6. Relationship between Succession Planning Practices and Employee Retention in Tea Factories in Meru County (A Survey of Tea Factories in Region Four of KTDA Divisions)
Pheris Nkatha Njeru, Abel Moguche, Fredrick Mutea
Abstract
SSuccession planning practices in an organization contribute a lot on employee retention which means that the period which an employee productively stays in an organization could be determined by the succession planning practices in an organization. The way employees behave in an organization in a big way determines the overall outcome. Human resource studies and experiences have revealed that if proper succession planning practices are followed the employees in an organization are motivated to work since they are always in the same direction and the goals and strategies are common. The purpose of this study was to examine the relationship between succession planning practices and employee retention in Tea Factories in Meru County: a survey of tea factories in region four of KTDA divisions. The researcher adopted a descriptive design and it is suitable since the study collected data from several respondents. Primary data was obtained using the self-administered semi-structured questionnaire as the main data collection instrument and secondary data was obtained from the published factory records.
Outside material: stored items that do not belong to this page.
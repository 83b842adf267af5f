//! TOML-based application configuration.
//!
//! Shared by the server (listen address, database file), the timer (interval
//! lengths) and the terminal client (API base URL).
//!
//! Configuration is stored at `~/.config/studyplan/config.toml`.

use std::path::{Path, PathBuf};

use serde::{Deserialize, Serialize};

use super::data_dir;
use crate::error::ConfigError;
use crate::timer::TimerDurations;

/// REST server settings.
#[derive(Debug, Clone, PartialEq, Eq, Serialize, Deserialize)]
pub struct ServerConfig {
    #[serde(default = "default_host")]
    pub host: String,
    #[serde(default = "default_port")]
    pub port: u16,
    /// Database file; relative paths resolve against the data directory.
    #[serde(default = "default_database")]
    pub database: String,
}

/// Pomodoro interval lengths.
#[derive(Debug, Clone, PartialEq, Eq, Serialize, Deserialize)]
pub struct TimerConfig {
    #[serde(default = "default_focus_minutes")]
    pub focus_minutes: u32,
    #[serde(default = "default_short_break_minutes")]
    pub short_break_minutes: u32,
    #[serde(default = "default_long_break_minutes")]
    pub long_break_minutes: u32,
    #[serde(default = "default_cycles_before_long_break")]
    pub cycles_before_long_break: u32,
}

/// Terminal client settings.
#[derive(Debug, Clone, PartialEq, Eq, Serialize, Deserialize)]
pub struct ClientConfig {
    #[serde(default = "default_api_url")]
    pub api_url: String,
}

/// Application configuration.
///
/// Serialized to/from TOML at `~/.config/studyplan/config.toml`.
#[derive(Debug, Clone, Default, PartialEq, Eq, Serialize, Deserialize)]
pub struct Config {
    #[serde(default)]
    pub server: ServerConfig,
    #[serde(default)]
    pub timer: TimerConfig,
    #[serde(default)]
    pub client: ClientConfig,
}

fn default_host() -> String {
    "127.0.0.1".into()
}
fn default_port() -> u16 {
    4000
}
fn default_database() -> String {
    "studyplan.db".into()
}
fn default_focus_minutes() -> u32 {
    25
}
fn default_short_break_minutes() -> u32 {
    5
}
fn default_long_break_minutes() -> u32 {
    15
}
fn default_cycles_before_long_break() -> u32 {
    4
}
fn default_api_url() -> String {
    "http://localhost:4000/api".into()
}

impl Default for ServerConfig {
    fn default() -> Self {
        Self {
            host: default_host(),
            port: default_port(),
            database: default_database(),
        }
    }
}

impl Default for TimerConfig {
    fn default() -> Self {
        Self {
            focus_minutes: default_focus_minutes(),
            short_break_minutes: default_short_break_minutes(),
            long_break_minutes: default_long_break_minutes(),
            cycles_before_long_break: default_cycles_before_long_break(),
        }
    }
}

impl Default for ClientConfig {
    fn default() -> Self {
        Self {
            api_url: default_api_url(),
        }
    }
}

impl ServerConfig {
    /// `host:port` suitable for a TCP listener.
    pub fn bind_addr(&self) -> String {
        format!("{}:{}", self.host, self.port)
    }

    /// Resolve the database file, joining relative paths onto the data directory.
    ///
    /// # Errors
    /// Returns an error if the data directory cannot be created.
    pub fn database_path(&self) -> Result<PathBuf, ConfigError> {
        let path = PathBuf::from(&self.database);
        if path.is_absolute() {
            Ok(path)
        } else {
            Ok(data_dir()?.join(path))
        }
    }
}

impl TimerConfig {
    pub fn durations(&self) -> TimerDurations {
        TimerDurations::from_minutes(
            self.focus_minutes,
            self.short_break_minutes,
            self.long_break_minutes,
            self.cycles_before_long_break,
        )
    }
}

impl Config {
    fn get_json_value_by_path<'a>(
        root: &'a serde_json::Value,
        key: &str,
    ) -> Option<&'a serde_json::Value> {
        if key.is_empty() {
            return None;
        }

        let mut current = root;
        for part in key.split('.') {
            current = current.get(part)?;
        }
        Some(current)
    }

    fn set_json_value_by_path(
        root: &mut serde_json::Value,
        key: &str,
        value: &str,
    ) -> Result<(), ConfigError> {
        let unknown = || ConfigError::UnknownKey(key.to_string());
        let invalid = |message: String| ConfigError::InvalidValue {
            key: key.to_string(),
            message,
        };

        let (parents, leaf) = match key.rsplit_once('.') {
            Some((parents, leaf)) => (Some(parents), leaf),
            None => (None, key),
        };
        if leaf.is_empty() {
            return Err(unknown());
        }

        let mut current = root;
        if let Some(parents) = parents {
            for part in parents.split('.') {
                current = current.get_mut(part).ok_or_else(unknown)?;
            }
        }
        let obj = current.as_object_mut().ok_or_else(unknown)?;
        let existing = obj.get(leaf).ok_or_else(unknown)?;

        let new_value = match existing {
            serde_json::Value::Bool(_) => value
                .parse::<bool>()
                .map(serde_json::Value::Bool)
                .map_err(|e| invalid(e.to_string()))?,
            serde_json::Value::Number(_) => value
                .parse::<u64>()
                .map(|n| serde_json::Value::Number(n.into()))
                .map_err(|_| invalid(format!("cannot parse '{value}' as a whole number")))?,
            serde_json::Value::Object(_) | serde_json::Value::Array(_) => {
                return Err(invalid("cannot assign a whole section".into()));
            }
            _ => serde_json::Value::String(value.into()),
        };

        obj.insert(leaf.to_string(), new_value);
        Ok(())
    }

    /// Location of `config.toml` in the data directory.
    ///
    /// # Errors
    /// Returns an error if the data directory cannot be created.
    pub fn path() -> Result<PathBuf, ConfigError> {
        Ok(data_dir()?.join("config.toml"))
    }

    /// Load from the data directory, writing defaults on first use.
    ///
    /// # Errors
    ///
    /// Returns an error if the config file exists but cannot be parsed,
    /// or if the default config cannot be written to disk.
    pub fn load() -> Result<Self, ConfigError> {
        Self::load_from(&Self::path()?)
    }

    /// Load from `path`, writing defaults there if the file does not exist.
    ///
    /// # Errors
    /// Returns an error if the file cannot be read or parsed.
    pub fn load_from(path: &Path) -> Result<Self, ConfigError> {
        let load_failed = |message: String| ConfigError::LoadFailed {
            path: path.to_path_buf(),
            message,
        };
        match std::fs::read_to_string(path) {
            Ok(content) => toml::from_str(&content).map_err(|e| load_failed(e.to_string())),
            Err(e) if e.kind() == std::io::ErrorKind::NotFound => {
                let cfg = Self::default();
                cfg.save_to(path)?;
                tracing::debug!(path = %path.display(), "wrote default configuration");
                Ok(cfg)
            }
            Err(e) => Err(load_failed(e.to_string())),
        }
    }

    /// Load from disk, returning defaults on any error.
    pub fn load_or_default() -> Self {
        Self::load().unwrap_or_else(|e| {
            tracing::warn!(error = %e, "falling back to default configuration");
            Self::default()
        })
    }

    /// Persist to the data directory.
    ///
    /// # Errors
    /// Returns an error if the config cannot be serialized or written to disk.
    pub fn save(&self) -> Result<(), ConfigError> {
        self.save_to(&Self::path()?)
    }

    /// Persist to `path`.
    ///
    /// # Errors
    /// Returns an error if the config cannot be serialized or written to disk.
    pub fn save_to(&self, path: &Path) -> Result<(), ConfigError> {
        let save_failed = |message: String| ConfigError::SaveFailed {
            path: path.to_path_buf(),
            message,
        };
        let content = toml::to_string_pretty(self).map_err(|e| save_failed(e.to_string()))?;
        if let Some(parent) = path.parent().filter(|p| !p.as_os_str().is_empty()) {
            std::fs::create_dir_all(parent).map_err(|e| save_failed(e.to_string()))?;
        }
        std::fs::write(path, content).map_err(|e| save_failed(e.to_string()))
    }

    /// Get a config value as string by dot-separated key.
    pub fn get(&self, key: &str) -> Option<String> {
        let json = serde_json::to_value(self).ok()?;
        let val = Self::get_json_value_by_path(&json, key)?;
        match val {
            serde_json::Value::String(s) => Some(s.clone()),
            other => Some(other.to_string()),
        }
    }

    /// Set a leaf value by dot-separated key. The value is parsed according to
    /// the type of the current value. Does not save.
    ///
    /// # Errors
    /// Returns an error if the key is unknown or the value does not parse.
    pub fn set(&mut self, key: &str, value: &str) -> Result<(), ConfigError> {
        let mut json = serde_json::to_value(&*self).map_err(|e| ConfigError::InvalidValue {
            key: key.to_string(),
            message: e.to_string(),
        })?;
        Self::set_json_value_by_path(&mut json, key, value)?;
        *self = serde_json::from_value(json).map_err(|e| ConfigError::InvalidValue {
            key: key.to_string(),
            message: e.to_string(),
        })?;
        Ok(())
    }

    /// Every leaf as `(dotted key, value)`, sorted by key.
    pub fn entries(&self) -> Vec<(String, String)> {
        fn walk(prefix: &str, value: &serde_json::Value, out: &mut Vec<(String, String)>) {
            match value {
                serde_json::Value::Object(map) => {
                    for (k, v) in map {
                        let key = if prefix.is_empty() {
                            k.clone()
                        } else {
                            format!("{prefix}.{k}")
                        };
                        walk(&key, v, out);
                    }
                }
                serde_json::Value::String(s) => out.push((prefix.to_string(), s.clone())),
                other => out.push((prefix.to_string(), other.to_string())),
            }
        }

        let mut out = Vec::new();
        if let Ok(json) = serde_json::to_value(self) {
            walk("", &json, &mut out);
        }
        out
    }
}

#[cfg(test)]
mod tests {
    use super::*;

    #[test]
    fn config_default_values() {
        let cfg = Config::default();
        assert_eq!(cfg.server.bind_addr(), "127.0.0.1:4000");
        assert_eq!(cfg.server.database, "studyplan.db");
        assert_eq!(cfg.timer.focus_minutes, 25);
        assert_eq!(cfg.timer.short_break_minutes, 5);
        assert_eq!(cfg.timer.long_break_minutes, 15);
        assert_eq!(cfg.timer.cycles_before_long_break, 4);
        assert_eq!(cfg.client.api_url, "http://localhost:4000/api");
    }

    #[test]
    fn missing_keys_take_defaults() {
        let cfg: Config = toml::from_str("[timer]\nfocus_minutes = 50\n").unwrap();
        assert_eq!(cfg.timer.focus_minutes, 50);
        assert_eq!(cfg.timer.short_break_minutes, 5);
        assert_eq!(cfg.server, ServerConfig::default());
    }

    #[test]
    fn get_supports_dot_path_keys() {
        let cfg = Config::default();
        assert_eq!(cfg.get("timer.focus_minutes").as_deref(), Some("25"));
        assert_eq!(cfg.get("server.host").as_deref(), Some("127.0.0.1"));
        assert!(cfg.get("timer.missing_key").is_none());
        assert!(cfg.get("").is_none());
    }

    #[test]
    fn set_parses_by_existing_type() {
        let mut cfg = Config::default();
        cfg.set("timer.long_break_minutes", "20").unwrap();
        cfg.set("client.api_url", "http://10.0.0.2:4000/api").unwrap();
        assert_eq!(cfg.timer.long_break_minutes, 20);
        assert_eq!(cfg.client.api_url, "http://10.0.0.2:4000/api");
    }

    #[test]
    fn set_rejects_unknown_keys_and_bad_values() {
        let mut cfg = Config::default();
        assert!(matches!(
            cfg.set("timer.nonexistent", "1"),
            Err(ConfigError::UnknownKey(_))
        ));
        assert!(matches!(
            cfg.set("timer.focus_minutes", "soon"),
            Err(ConfigError::InvalidValue { .. })
        ));
        assert!(matches!(
            cfg.set("server.port", "70000"),
            Err(ConfigError::InvalidValue { .. })
        ));
        assert!(cfg.set("timer", "1").is_err());
        assert_eq!(cfg, Config::default());
    }

    #[test]
    fn entries_lists_every_leaf() {
        let entries = Config::default().entries();
        assert!(entries.contains(&("server.port".to_string(), "4000".to_string())));
        assert!(entries.contains(&("timer.cycles_before_long_break".to_string(), "4".to_string())));
        assert_eq!(entries.len(), 8);
    }

    #[test]
    fn load_from_writes_defaults_then_reads_back() {
        let dir = tempfile::tempdir().unwrap();
        let path = dir.path().join("config.toml");

        let cfg = Config::load_from(&path).unwrap();
        assert_eq!(cfg, Config::default());
        assert!(path.exists());

        let mut changed = cfg.clone();
        changed.set("timer.focus_minutes", "45").unwrap();
        changed.save_to(&path).unwrap();
        assert_eq!(Config::load_from(&path).unwrap().timer.focus_minutes, 45);
    }

    #[test]
    fn load_from_reports_parse_errors() {
        let dir = tempfile::tempdir().unwrap();
        let path = dir.path().join("config.toml");
        std::fs::write(&path, "[timer\nfocus_minutes = ").unwrap();
        assert!(matches!(
            Config::load_from(&path),
            Err(ConfigError::LoadFailed { .. })
        ));
    }

    #[test]
    fn absolute_database_path_is_kept() {
        let dir = tempfile::tempdir().unwrap();
        let db = dir.path().join("elsewhere.db");
        let server = ServerConfig {
            database: db.to_string_lossy().into_owned(),
            ..Default::default()
        };
        assert_eq!(server.database_path().unwrap(), db);
    }
}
The target population was 66 employees working in the respective tea factories and the sample size was 66 employees from the respective Tea Factories. The researcher did a census whereby the whole population was examined to acquire the intended information. The researcher used both primary and secondary data to seek information. A pilot study was done to enhance the reliability and validity of the questionnaire. The collected data was analyzed using IBM SPSS v.22 and further explained using descriptive statistics. The study combined data into a coherent knowledge through the descriptive statistical analysis of the collected data and further analyzed and tested the hypothesis using Spearman correlation analysis and presented the knowledge in the workable recommendations for easier consumption by the business community. The study found out that employee involvement in management, talent management, training & development and human resource planning had an influence on the succession planning practices in tea factories. The study therefore encouraged that the tea factories had a task to put more emphasis on employee involvement in management, talent management, training & development and also human resource planning.